Twitter bitcoin hack: What exactly happened and what Twitter did next
July 15 was not a great day for Twitter. Verified accounts belonging to people like Barack Obama, Elon Musk, Bill Gates, Kayne West and Donald Trump were ‘compromised’ in a bitcoin scam.
After dealing with the crisis over the last few days Twitter has finally put out a statement as a blog post, titled ‘An update on our security incident’, addressing the security breach and providing an overview of how things currently stand (as of July 15, 8:35PM Pacific Time).
Twitter mentions that investigations are on and there are certain details that will be provided later as and when possible so as the Twitter community can learn and benefit from it.
Here’s what happened
Twitter says that certain Twitter employees were targeted “through a social engineering scheme”. “In this context, social engineering is the intentional manipulation of people into performing certain actions and divulging confidential information,” Twitter explained.
The hackers managed to manipulate a few Twitter employees and used their credentials to use Twitter’s internal systems including the two-factor authentication levels. The hackers accessed tools that are available only to Twitter’s internal support teams and targeted 130 Twitter accounts.
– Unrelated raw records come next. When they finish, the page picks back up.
//! Standalone REST API server binary.
//!
//! ## Purpose
//! Runs the TMC REST API server on its own, wired to default collaborators
//! (in-memory candidate directory, tracing-backed audit and notifications).
//!
//! ## Intended use
//! Useful for development and debugging when you only want the REST server
//! (with OpenAPI/Swagger UI). Deployments use the workspace's main `tmc-run`
//! binary.

use tracing_subscriber::{layer::SubscriberExt, util::SubscriberInitExt};

use tmc_core::MatchEngine;

/// Main entry point for the standalone TMC REST API server.
///
/// # Environment Variables
/// - `TMC_REST_ADDR`: Server address (default: "0.0.0.0:3000")
///
/// # Errors
/// Returns an error if:
/// - the logging/tracing configuration cannot be initialised,
/// - the server address cannot be bound, or
/// - the HTTP server fails while running.
#[tokio::main]
async fn main() -> anyhow::Result<()> {
    tracing_subscriber::registry()
        .with(
            tracing_subscriber::EnvFilter::from_default_env()
                .add_directive("api_rest=info".parse()?),
        )
        .with(tracing_subscriber::fmt::layer())
        .init();

    let addr = std::env::var("TMC_REST_ADDR").unwrap_or_else(|_| "0.0.0.0:3000".into());

    tracing::info!("-- Starting TMC REST API on {}", addr);

    let engine = MatchEngine::with_defaults();
    let app = api_rest::build_router(engine);

    let listener = tokio::net::TcpListener::bind(&addr).await?;
    axum::serve(listener, app).await?;

    Ok(())
}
Out of these 130 accounts, hackers were able to initiate a password reset and log in to tweet for 45 of them. Hackers also allegedly tried to sell some of the usernames. For almost eight of these manipulated accounts, the hackers managed to download account information through the ‘Your Twitter Data’ tool. This tool gives account owners a summary of their Twitter account details and activity.
Twitter said that forensic review is on to understand exactly what actions the hackers might have taken in these 130 accounts. The platform added that for the eight accounts from whom data was downloaded, they have reached out to them directly and also added that none of these accounts were verified.
What Twitter did about it
Once Twitter was aware that the platform had been hacked, they moved to lock down and get back control of the compromised accounts. They immediately revoked access to internal systems to prevents attackers from getting further access into the system and other user accounts.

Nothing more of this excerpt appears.